La Justicia porteña dictó un fallo que establece nuevas exigencias para quienes trabajan con apps de viaje como Uber, DiDi y Cabify. La decisión obliga a los choferes a contar con licencia profesional y seguros específicos, equiparando parte de las condiciones que, desde hace años, deben cumplir los taxis y remises para poder operar.
La resolución fue emitida por la Sala II de la Cámara en lo Contencioso Administrativo, Tributario y de Relaciones de Consumo de la Ciudad de Buenos Aires, en el marco de un conflicto impulsado por el Sindicato de Peones de Taxis contra el Gobierno de CABA y representantes de conductores y usuarios de las plataformas digitales.

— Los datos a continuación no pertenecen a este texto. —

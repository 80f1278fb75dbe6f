//! Application configuration management.
//!
//! This module handles loading and saving the application configuration,
//! which includes the backend URL, request timeout, keychain service name and
//! last used email.
//!
//! Configuration is stored at `~/.config/hearth/config.json`. The
//! `HEARTH_API_URL` and `HEARTH_KEYRING_SERVICE` environment variables take
//! precedence over the file.

use std::path::{Path, PathBuf};
use std::time::Duration;

use anyhow::{Context, Result};
use serde::{Deserialize, Serialize};

/// Application name used for config directory paths
pub const APP_NAME: &str = "hearth";

/// Config file name
const CONFIG_FILE: &str = "config.json";

/// Backend used when nothing else is configured
const DEFAULT_API_URL: &str = "http://localhost:8080/api";

/// HTTP request timeout in seconds.
const DEFAULT_TIMEOUT_SECS: u64 = 30;

pub const ENV_API_URL: &str = "HEARTH_API_URL";
pub const ENV_KEYRING_SERVICE: &str = "HEARTH_KEYRING_SERVICE";

#[derive(Debug, Clone, Serialize, Deserialize, Default)]
#[serde(default)]
pub struct Config {
    pub api_base_url: Option<String>,
    pub request_timeout_secs: Option<u64>,
    pub keyring_service: Option<String>,
    pub last_email: Option<String>,
}

impl Config {
    pub fn load() -> Result<Self> {
        Self::load_from(&Self::config_path()?)
    }

    pub fn load_from(path: &Path) -> Result<Self> {
        if path.exists() {
            let contents = std::fs::read_to_string(path)
                .with_context(|| format!("Failed to read config file {}", path.display()))?;
            serde_json::from_str(&contents).context("Failed to parse config file")
        } else {
            Ok(Self::default())
        }
    }

    pub fn save(&self) -> Result<()> {
        self.save_to(&Self::config_path()?)
    }

    pub fn save_to(&self, path: &Path) -> Result<()> {
        if let Some(parent) = path.parent() {
            std::fs::create_dir_all(parent)?;
        }
        let contents = serde_json::to_string_pretty(self)?;
        std::fs::write(path, contents)?;
        Ok(())
    }

    fn config_path() -> Result<PathBuf> {
        let config_dir = dirs::config_dir()
            .ok_or_else(|| anyhow::anyhow!("Could not find config directory"))?;
        Ok(config_dir.join(APP_NAME).join(CONFIG_FILE))
    }

    pub fn api_base_url(&self) -> String {
        std::env::var(ENV_API_URL)
            .ok()
            .filter(|v| !v.trim().is_empty())
            .or_else(|| self.api_base_url.clone())
            .unwrap_or_else(|| DEFAULT_API_URL.to_string())
    }

    pub fn keyring_service(&self) -> String {
        std::env::var(ENV_KEYRING_SERVICE)
            .ok()
            .filter(|v| !v.trim().is_empty())
            .or_else(|| self.keyring_service.clone())
            .unwrap_or_else(|| APP_NAME.to_string())
    }

    pub fn request_timeout(&self) -> Duration {
        Duration::from_secs(self.request_timeout_secs.unwrap_or(DEFAULT_TIMEOUT_SECS))
    }
}
//! In-memory backend for unit tests.

use std::collections::HashMap;
use std::sync::Mutex;
use std::time::Duration;

use async_trait::async_trait;

use crate::api::{bearer, ApiError, Backend, Credentials, TokenResponse};
use crate::auth::{MemoryStore, SecureStore, StoreError};

/// `MemoryStore` whose deletes suspend before taking effect, so other tasks
/// run while tokens are still stored.
#[derive(Clone)]
pub struct SlowDeleteStore {
    pub inner: MemoryStore,
    pub delay: Duration,
}

impl SlowDeleteStore {
    pub fn new(delay_ms: u64) -> Self {
        Self {
            inner: MemoryStore::new(),
            delay: Duration::from_millis(delay_ms),
        }
    }
}

#[async_trait]
impl SecureStore for SlowDeleteStore {
    async fn get(&self, key: &str) -> Result<Option<String>, StoreError> {
        self.inner.get(key).await
    }

    async fn set(&self, key: &str, value: &str) -> Result<(), StoreError> {
        self.inner.set(key, value).await
    }

    async fn delete(&self, key: &str) -> Result<(), StoreError> {
        tokio::time::sleep(self.delay).await;
        self.inner.delete(key).await
    }
}

#[derive(Debug, Clone)]
pub enum MockReply {
    /// 2xx with this JSON body
    Json(serde_json::Value),
    /// Non-2xx with this status and raw body
    Status(u16, String),
    /// Failure before any response arrived
    Broken(String),
}

impl MockReply {
    fn into_result(self) -> Result<serde_json::Value, ApiError> {
        match self {
            MockReply::Json(value) => Ok(value),
            MockReply::Status(status, body) => Err(ApiError::from_status(status, &body)),
            MockReply::Broken(reason) => Err(ApiError::InvalidResponse(reason)),
        }
    }
}

#[derive(Default)]
struct MockState {
    login: Option<MockReply>,
    signup: Option<MockReply>,
    gets: HashMap<String, MockReply>,
    get_calls: Vec<(String, Option<String>)>,
    default_token: Option<String>,
    delay_ms: u64,
}

#[derive(Default)]
pub struct MockBackend {
    state: Mutex<MockState>,
}

impl MockBackend {
    pub fn new() -> Self {
        Self::default()
    }

    pub fn reply_login(&self, reply: MockReply) {
        self.state.lock().unwrap().login = Some(reply);
    }

    pub fn reply_signup(&self, reply: MockReply) {
        self.state.lock().unwrap().signup = Some(reply);
    }

    pub fn reply_get(&self, endpoint: &str, reply: MockReply) {
        self.state.lock().unwrap().gets.insert(endpoint.to_string(), reply);
    }

    /// Delay every request by `ms` milliseconds.
    pub fn set_delay_ms(&self, ms: u64) {
        self.state.lock().unwrap().delay_ms = ms;
    }

    /// Number of GET requests sent to `endpoint`.
    pub fn get_count(&self, endpoint: &str) -> usize {
        self.state
            .lock()
            .unwrap()
            .get_calls
            .iter()
            .filter(|(e, _)| e == endpoint)
            .count()
    }

    /// `Authorization` header the last GET to `endpoint` carried.
    pub fn last_authorization(&self, endpoint: &str) -> Option<String> {
        self.state
            .lock()
            .unwrap()
            .get_calls
            .iter()
            .rev()
            .find(|(e, _)| e == endpoint)
            .and_then(|(_, auth)| auth.clone())
    }

    pub fn default_header(&self) -> Option<String> {
        self.state.lock().unwrap().default_token.as_deref().map(bearer)
    }

    async fn pause(&self) {
        let delay = self.state.lock().unwrap().delay_ms;
        if delay > 0 {
            tokio::time::sleep(Duration::from_millis(delay)).await;
        }
    }
}

#[async_trait]
impl Backend for MockBackend {
    async fn login(&self, _credentials: &Credentials) -> Result<TokenResponse, ApiError> {
        self.pause().await;
        let reply = self.state.lock().unwrap().login.clone();
        let value = reply
            .unwrap_or_else(|| MockReply::Status(500, "no login reply".into()))
            .into_result()?;
        serde_json::from_value(value).map_err(|e| ApiError::InvalidResponse(e.to_string()))
    }

    async fn signup(&self, _credentials: &Credentials) -> Result<(), ApiError> {
        self.pause().await;
        let reply = self.state.lock().unwrap().signup.clone();
        reply
            .unwrap_or_else(|| MockReply::Status(500, "no signup reply".into()))
            .into_result()
            .map(|_| ())
    }

    async fn get_json(
        &self,
        endpoint: &str,
        token: Option<&str>,
    ) -> Result<serde_json::Value, ApiError> {
        let reply = {
            let mut state = self.state.lock().unwrap();
            let authorization = token
                .map(bearer)
                .or_else(|| state.default_token.as_deref().map(bearer));
            state.get_calls.push((endpoint.to_string(), authorization));
            state.gets.get(endpoint).cloned()
        };
        self.pause().await;
        reply
            .unwrap_or_else(|| MockReply::Status(404, String::new()))
            .into_result()
    }

    async fn set_default_token(&self, token: Option<&str>) {
        self.state.lock().unwrap().default_token = token.map(str::to_string);
    }

    async fn default_authorization(&self) -> Option<String> {
        self.default_header()
    }
}
use chrono::{DateTime, NaiveDate, Utc};
use sqlx::{sqlite::SqliteRow, Row};
use task_core::{
    error::{Result, TaskError},
    models::{Status, Task},
};

/// Column list shared by every query returning whole tasks
pub const TASK_COLUMNS: &str = "id, name, description, due, completed, status, version";

/// Convert Status enum to string for database storage
pub fn status_to_string(status: Status) -> &'static str {
    status.as_str()
}

/// Convert string from database to Status enum
pub fn string_to_status(s: &str) -> Result<Status> {
    s.parse::<Status>()
        .map_err(|_| TaskError::Database(format!("Invalid task status in database: {s}")))
}

/// Convert SQLite row to Task model
pub fn row_to_task(row: &SqliteRow) -> Result<Task> {
    let status_str: String = row.try_get("status").map_err(sqlx_error_to_task_error)?;
    let status = string_to_status(&status_str)?;

    let due: NaiveDate = row.try_get("due").map_err(sqlx_error_to_task_error)?;
    let completed: Option<DateTime<Utc>> =
        row.try_get("completed").map_err(sqlx_error_to_task_error)?;

    Ok(Task {
        id: row.try_get("id").map_err(sqlx_error_to_task_error)?,
        name: row.try_get("name").map_err(sqlx_error_to_task_error)?,
        description: row.try_get("description").map_err(sqlx_error_to_task_error)?,
        due,
        completed,
        status,
        version: row.try_get("version").map_err(sqlx_error_to_task_error)?,
    })
}

/// Whether the error is a primary key or UNIQUE constraint violation
pub fn is_unique_violation(err: &sqlx::Error) -> bool {
    match err {
        sqlx::Error::Database(db_err) => {
            // 1555: SQLITE_CONSTRAINT_PRIMARYKEY, 2067: SQLITE_CONSTRAINT_UNIQUE
            let code = db_err.code().unwrap_or_default();
            code == "1555" || code == "2067" || db_err.message().contains("UNIQUE constraint failed")
        }
        _ => false,
    }
}

/// Convert SQLx error to TaskError
pub fn sqlx_error_to_task_error(err: sqlx::Error) -> TaskError {
    match &err {
        sqlx::Error::Database(db_err) => {
            let message = db_err.message();
            if message.contains("CHECK constraint failed") {
                TaskError::Database(format!("Rejected by schema constraint: {message}"))
            } else {
                TaskError::Database(format!("Database constraint error: {message}"))
            }
        }
        sqlx::Error::RowNotFound => {
            // Absent rows are handled with fetch_optional, so this is unexpected
            TaskError::Database("Unexpected RowNotFound error".to_string())
        }
        sqlx::Error::PoolTimedOut => TaskError::Database("Connection pool timeout".to_string()),
        sqlx::Error::Io(io_err) => TaskError::Database(format!("Database I/O error: {io_err}")),
        _ => TaskError::Database(format!("Database operation failed: {err}")),
    }
}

Además, los jueces apuntaron contra las autoridades por permitir una “apariencia de regularidad” sin fiscalización efectiva, y que tuvieron una conducta contradictoria al permitir publicidades de Uber en espacios públicos luego de haberla calificado como “clandestina”.
Hasta ahora, las empresas y muchos conductores sostenían que el servicio funcionaba como un “transporte privado” regido por el Código Civil y Comercial y que no debía adherirse a las regulaciones del transporte público.
Además, tendrán que contratar seguros específicos para el vehículo, protección para pasajeros, cobertura para el conductor y responsabilidad civil, al igual que lo indica el sistema vigente para taxis y remises.
El fallo obliga al Gobierno porteño a incrementar los controles sobre las empresas y avanzar sobre distintos aspectos.